(Records excerpted from a collection)
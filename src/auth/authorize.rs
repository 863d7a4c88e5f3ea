//! Ownership-based authorization decisions
//!
//! For mutation endpoints parameterized by an owner-identifying path
//! variable, the rule is: the caller may proceed if they ARE the resource
//! owner, or if they hold the administrative role. Pure boolean decision,
//! evaluated fresh per request against the pipeline-resolved principal;
//! never cached, never errors.

use uuid::Uuid;

use crate::auth::Principal;

/// Which identifying field of the principal the route parameterizes on.
#[derive(Debug, Clone, Copy, PartialEq, Eq)]
pub enum OwnerField {
    Username,
    Uuid,
    Email,
}

/// The ownership rule: `owner-field match OR admin`.
pub fn authorize_by_field(principal: &Principal, field: OwnerField, path_value: &str) -> bool {
    let owns = match field {
        OwnerField::Username => principal.username == path_value,
        OwnerField::Email => principal.email == path_value,
        // Parse rather than compare strings so casing and formatting of the
        // path variable cannot produce a false mismatch.
        OwnerField::Uuid => Uuid::parse_str(path_value)
            .map(|uuid| uuid == principal.uuid)
            .unwrap_or(false),
    };
    owns || principal.is_admin()
}

pub fn by_username(principal: &Principal, username: &str) -> bool {
    authorize_by_field(principal, OwnerField::Username, username)
}

pub fn by_uuid(principal: &Principal, uuid: &str) -> bool {
    authorize_by_field(principal, OwnerField::Uuid, uuid)
}

pub fn by_email(principal: &Principal, email: &str) -> bool {
    authorize_by_field(principal, OwnerField::Email, email)
}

■ **ASSIGNMENT**: Filter the records above for the string "variable" and copy each matching line.

■ **ANSWER AREA**:
//! variable, the rule is: the caller may proceed if they ARE the resource
        // path variable cannot produce a false mismatch.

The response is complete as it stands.